The Van
- First edition
- Author: Roddy Doyle
- Language: English
- Series: The Barrytown Trilogy
- Genre: Fiction, Drama
- Publisher: Secker & Warburg
- Publication date: 1991
- Publication place: Ireland
- Media type: Print (hardback & paperback)
- Pages: 312
- ISBN: 0-436-20052-X
- Preceded by: The Snapper

= The Van (novel) =

Book by Roddy Doyle

The Van is a 1991 novel by Roddy Doyle and the third novel in The Barrytown Trilogy. It was shortlisted for the Booker Prize (1991).

==Premise==
The basis of the story is that Jimmy Rabbitte Sr. has been laid off from his job and has no money. His friend, Brendan "Bimbo" Reeves, also is laid off and receives a redundancy cheque. With this cheque, the two friends decide to purchase a 'chipper' (fish and chips van). Jimmy and Bimbo's friendship becomes strained, because Jimmy starts to believe that Bimbo and his wife Maggie are planning the work behind his back.

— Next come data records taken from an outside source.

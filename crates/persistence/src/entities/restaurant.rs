//! Restaurant and rating entities (database row mappings).

use chrono::{DateTime, NaiveDate, Utc};
use domain::models::restaurant::{CriterionScores, Rating, Restaurant};
use domain::StoreError;
use sqlx::FromRow;
use uuid::Uuid;

/// Database row mapping for the restaurants table.
#[derive(Debug, Clone, FromRow)]
pub struct RestaurantEntity {
    pub id: Uuid,
    pub competition_id: Uuid,
    pub suggested_by: Uuid,
    pub name: String,
    pub address: String,
    pub cuisine_type: String,
    pub visit_date: NaiveDate,
    pub image_url: Option<String>,
    pub created_at: DateTime<Utc>,
}

impl From<RestaurantEntity> for Restaurant {
    fn from(entity: RestaurantEntity) -> Self {
        Self {
            id: entity.id,
            competition_id: entity.competition_id,
            suggested_by: entity.suggested_by,
            name: entity.name,
            address: entity.address,
            cuisine_type: entity.cuisine_type,
            visit_date: entity.visit_date,
            image_url: entity.image_url,
            created_at: entity.created_at,
        }
    }
}

/// Database row mapping for the ratings table.
#[derive(Debug, Clone, FromRow)]
pub struct RatingEntity {
    pub id: Uuid,
    pub restaurant_id: Uuid,
    pub user_id: Uuid,
    pub food_score: i32,
    pub service_score: i32,
    pub ambiance_score: i32,
    pub value_score: i32,
    pub comment: String,
    pub created_at: DateTime<Utc>,
}

impl TryFrom<RatingEntity> for Rating {
    type Error = StoreError;

    fn try_from(entity: RatingEntity) -> Result<Self, Self::Error> {
        let scores = CriterionScores::new(
            entity.food_score,
            entity.service_score,
            entity.ambiance_score,
            entity.value_score,
        )
        .map_err(|e| StoreError::Database(format!("rating {}: {}", entity.id, e)))?;

        Ok(Self {
            id: entity.id,
            restaurant_id: entity.restaurant_id,
            user_id: entity.user_id,
            scores,
            comment: entity.comment,
            created_at: entity.created_at,
        })
    }
}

The story continues themes found in the other two novels of The Barrytown Trilogy and focuses on the elder Jimmy Rabbitte and his efforts at going into business with friends.

==Film adaptation==

Stephen Frears turned it into a film in 1996 starring Colm Meaney as Larry (renamed from Jimmy Rabbitte) and Donal O'Kelly as Brendan 'Bimbo' Reeves who he goes into business with.